Having suffered technical problems and a hard landing, the helo apparently couldn’t fly back out of bin Laden’s compound, and became evidence to be destroyed by the SEALs as they left in the other helicopter(s). The obvious aim was to keep the stricken helo from falling into the hands of the Pakistanis, and thereby, their allies the Chinese. So the SEALs blew it up, probably with grenades.

In the fireball began a firestorm of speculation among flight buffs about what exactly the aircraft was.

The consensus is that the helo was a stealthed-out version of the H-60 Black Hawk, made by Sikorsky. The tail boom, which survived the explosion and fire relatively intact, didn’t look much like anything the rest of us have seen.
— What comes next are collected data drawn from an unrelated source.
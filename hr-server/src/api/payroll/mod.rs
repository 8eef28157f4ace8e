//! Payroll API Module

mod handler;

use axum::{Router, middleware, routing::get};
use shared::Role;

use crate::auth::require_role;
use crate::core::ServerState;

/// Payroll router
pub fn router() -> Router<ServerState> {
    Router::new().nest("/api/payroll", routes())
}

fn routes() -> Router<ServerState> {
    // 读取路由：admin / hr
    let staff_routes = Router::new()
        .route("/", get(handler::list))
        .layer(middleware::from_fn(require_role(&[Role::Admin, Role::Hr])));

    // 管理路由：仅 admin 可创建/更新
    let admin_routes = Router::new()
        .route("/", axum::routing::post(handler::create))
        .route("/{id}", axum::routing::put(handler::update))
        .layer(middleware::from_fn(require_role(&[Role::Admin])));

    // 自助路由：任意已登录账号查看自己的工资单
    let self_routes = Router::new().route("/my-payslips", get(handler::my_payslips));

    staff_routes.merge(admin_routes).merge(self_routes)
}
Case in point: a “hubcap” over the tail rotor, presumably to muffle the noise and hide it from radar, and angular lines reminiscent of stealth airplanes. According to an anonymous, retired special operations aviator interviewed by the Army Times, “Certain parts of the fuselage, the nose and the tail had these various almost like snap-on parts to them that gave it the very unique appearance.” The rotor also appears to have more blades than a typical rotor, which could reduce noise levels or allow it to operate at a lower rpm, also reducing noise.
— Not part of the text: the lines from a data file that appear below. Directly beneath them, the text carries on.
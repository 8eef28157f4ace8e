//! Generative AI Proxy Routes
//!
//! 所有接口都是对外部生成式模型的薄代理：
//! 拼 prompt → 调用上游 → 把文本装进 `{ 字段: 文本 }` 返回。

mod handler;

use axum::{Router, middleware, routing::get, routing::post};
use shared::Role;

use crate::auth::require_role;
use crate::core::ServerState;

/// AI router
pub fn router() -> Router<ServerState> {
    Router::new().nest("/api/ai", routes())
}

fn routes() -> Router<ServerState> {
    // 分析类接口：admin / manager / hr
    let analyst_routes = Router::new()
        .route("/insights", get(handler::insights))
        .route("/sentiment", get(handler::sentiment))
        .route("/dashboard-insights", get(handler::dashboard_insights))
        .route("/chatbot", post(handler::chatbot))
        .route("/generate-template", post(handler::generate_template))
        .layer(middleware::from_fn(require_role(&[
            Role::Admin,
            Role::Manager,
            Role::Hr,
        ])));

    // 招聘类接口 (带文件上传)：admin / hr
    let recruiting_routes = Router::new()
        .route("/screen-resume", post(handler::screen_resume))
        .route("/voice-interview", post(handler::voice_interview))
        .layer(middleware::from_fn(require_role(&[Role::Admin, Role::Hr])));

    analyst_routes.merge(recruiting_routes)
}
The helicopter tail section, clearly stealthified. Photo: Reuters/Stringer

While the technology might be new, the idea of a “black” helo isn’t. Here’s a story about one in Vietnam.

More interesting, maybe, is that cell phone service and electricity in the vicinity of the compound went down just before the SEALs arrived, and came back up after they left, indicating that either the choppers or an aircraft loitering above employed advanced electronic countermeasures to further pull the wool over bin Laden’s eyes. It’s well known that electronic warfare airplanes such as the EA-18G Growler can jam wireless signals. But it is major news that they can jam electricity running through wires on the ground, if indeed that is what was happening.
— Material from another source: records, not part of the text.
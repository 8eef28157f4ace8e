//! Generative AI proxy integration tests
//!
//! The upstream model is replaced by a canned client; these tests cover
//! validation, role gates and the `{ field: text }` response shapes.

mod common;

use http::StatusCode;
use serde_json::json;

use common::{admin_token, create_employee, register, request, request_multipart, test_app};

async fn seed_review(app: &axum::Router, admin: &str) {
    let profile = create_employee(app, admin, "ai-emp@test.com", 1000.0).await;
    let employee_id = profile["id"].as_str().unwrap();
    let (status, _) = request(
        app,
        "POST",
        "/api/performance",
        Some(admin),
        Some(json!({ "employeeId": employee_id, "rating": 4, "comments": "great energy" })),
    )
    .await;
    assert_eq!(status, StatusCode::CREATED);
}

#[tokio::test]
async fn test_insights_requires_reviews() {
    let app = test_app().await;
    let admin = admin_token(&app).await;

    let (status, body) = request(&app, "GET", "/api/ai/insights", Some(&admin), None).await;
    assert_eq!(status, StatusCode::NOT_FOUND);
    assert_eq!(body["message"], "No performance reviews found to analyze.");
}

#[tokio::test]
async fn test_insights_returns_source_data_and_summary() {
    let app = test_app().await;
    let admin = admin_token(&app).await;
    seed_review(&app, &admin).await;

    let (status, body) = request(&app, "GET", "/api/ai/insights", Some(&admin), None).await;
    assert_eq!(status, StatusCode::OK);
    assert_eq!(body["sourceData"].as_array().unwrap().len(), 1);
    let summary = body["aiSummary"].as_str().unwrap();
    assert!(summary.starts_with("canned answer for:"));
}

#[tokio::test]
async fn test_sentiment_returns_text_field() {
    let app = test_app().await;
    let admin = admin_token(&app).await;
    seed_review(&app, &admin).await;

    let (status, body) = request(&app, "GET", "/api/ai/sentiment", Some(&admin), None).await;
    assert_eq!(status, StatusCode::OK);
    assert!(body["sentiment"].as_str().is_some());
}

#[tokio::test]
async fn test_dashboard_insights_returns_text_field() {
    let app = test_app().await;
    let admin = admin_token(&app).await;

    let (status, body) = request(&app, "GET", "/api/ai/dashboard-insights", Some(&admin), None).await;
    assert_eq!(status, StatusCode::OK);
    assert!(body["insights"].as_str().is_some());
}

#[tokio::test]
async fn test_chatbot_requires_message() {
    let app = test_app().await;
    let admin = admin_token(&app).await;

    let (status, body) = request(&app, "POST", "/api/ai/chatbot", Some(&admin), Some(json!({}))).await;
    assert_eq!(status, StatusCode::BAD_REQUEST);
    assert_eq!(body["message"], "No message provided");

    let (status, body) = request(
        &app,
        "POST",
        "/api/ai/chatbot",
        Some(&admin),
        Some(json!({ "message": "how many vacation days?" })),
    )
    .await;
    assert_eq!(status, StatusCode::OK);
    assert!(body["reply"].as_str().unwrap().contains("vacation"));
}

#[tokio::test]
async fn test_generate_template_requires_type() {
    let app = test_app().await;
    let admin = admin_token(&app).await;

    let (status, _) = request(
        &app,
        "POST",
        "/api/ai/generate-template",
        Some(&admin),
        Some(json!({})),
    )
    .await;
    assert_eq!(status, StatusCode::BAD_REQUEST);

    let (status, body) = request(
        &app,
        "POST",
        "/api/ai/generate-template",
        Some(&admin),
        Some(json!({ "templateType": "offer letter", "details": "senior role" })),
    )
    .await;
    assert_eq!(status, StatusCode::OK);
    assert!(body["template"].as_str().is_some());
}

#[tokio::test]
async fn test_screen_resume_requires_file_and_description() {
    let app = test_app().await;
    let admin = admin_token(&app).await;

    // Job description only, no file
    let (status, body) = request_multipart(
        &app,
        "/api/ai/screen-resume",
        &admin,
        &[("jobDescription", None, b"Rust engineer".as_slice())],
    )
    .await;
    assert_eq!(status, StatusCode::BAD_REQUEST);
    assert_eq!(body["message"], "No resume file uploaded");

    // File only, no description
    let (status, body) = request_multipart(
        &app,
        "/api/ai/screen-resume",
        &admin,
        &[("resume", Some(("cv.pdf", "application/pdf")), b"%PDF-1.4 fake".as_slice())],
    )
    .await;
    assert_eq!(status, StatusCode::BAD_REQUEST);
    assert_eq!(body["message"], "No job description provided");

    // Both present
    let (status, body) = request_multipart(
        &app,
        "/api/ai/screen-resume",
        &admin,
        &[
            ("jobDescription", None, b"Rust engineer, 5y experience".as_slice()),
            ("resume", Some(("cv.pdf", "application/pdf")), b"%PDF-1.4 fake".as_slice()),
        ],
    )
    .await;
    assert_eq!(status, StatusCode::OK);
    assert_eq!(body["fileName"], "cv.pdf");
    assert!(body["analysis"].as_str().is_some());
}

#[tokio::test]
async fn test_voice_interview_requires_audio() {
    let app = test_app().await;
    let admin = admin_token(&app).await;

    let (status, body) = request_multipart(
        &app,
        "/api/ai/voice-interview",
        &admin,
        &[("question", None, b"tell me about yourself".as_slice())],
    )
    .await;
    assert_eq!(status, StatusCode::BAD_REQUEST);
    assert_eq!(body["message"], "No audio file uploaded");

    let (status, body) = request_multipart(
        &app,
        "/api/ai/voice-interview",
        &admin,
        &[
            ("question", None, b"strengths and weaknesses".as_slice()),
            ("audio", Some(("answer.mp3", "audio/mpeg")), b"ID3 fake audio".as_slice()),
        ],
    )
    .await;
    assert_eq!(status, StatusCode::OK);
    assert_eq!(body["fileName"], "answer.mp3");
    assert!(body["analysis"].as_str().is_some());
}

#[tokio::test]
async fn test_ai_role_gates() {
    let app = test_app().await;
    let _admin = admin_token(&app).await;

    // Manager may use analyst endpoints but not recruiting uploads
    let manager = register(&app, "Mgr", "ai-mgr@test.com", "manager").await;
    let manager_token = manager["token"].as_str().unwrap().to_string();

    let (status, _) = request(
        &app,
        "POST",
        "/api/ai/chatbot",
        Some(&manager_token),
        Some(json!({ "message": "hello" })),
    )
    .await;
    assert_eq!(status, StatusCode::OK);

    let (status, _) = request_multipart(
        &app,
        "/api/ai/screen-resume",
        &manager_token,
        &[("jobDescription", None, b"anything".as_slice())],
    )
    .await;
    assert_eq!(status, StatusCode::FORBIDDEN);

    // Plain employees get nothing
    let employee = register(&app, "Emp", "ai-emp2@test.com", "employee").await;
    let employee_token = employee["token"].as_str().unwrap();
    let (status, _) = request(
        &app,
        "POST",
        "/api/ai/chatbot",
        Some(employee_token),
        Some(json!({ "message": "hello" })),
    )
    .await;
    assert_eq!(status, StatusCode::FORBIDDEN);
}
Along with the Stealth Hawks, the new jamming abilities appear to be one more spoonful of secret potion now spilled to the world. And ain’t we just lappin’ it up?’

Photo: Ed Darack

Air & Space contributor in the field Ed Darack, who spent time on the ground and in the air in Afghanistan in the V-22 Osprey and other rotorcraft (here’s his story on the Osprey in Afghanistan), knows a thing or two about helicopters. He emails from Ft. Collins, Colorado that the Black Hawk is one of the most conspicuous and mass produced helicopters in the history of military aviation, and “has a number of variants that the general public does know about, including those for special operations purposes, although these are seldom photographed.”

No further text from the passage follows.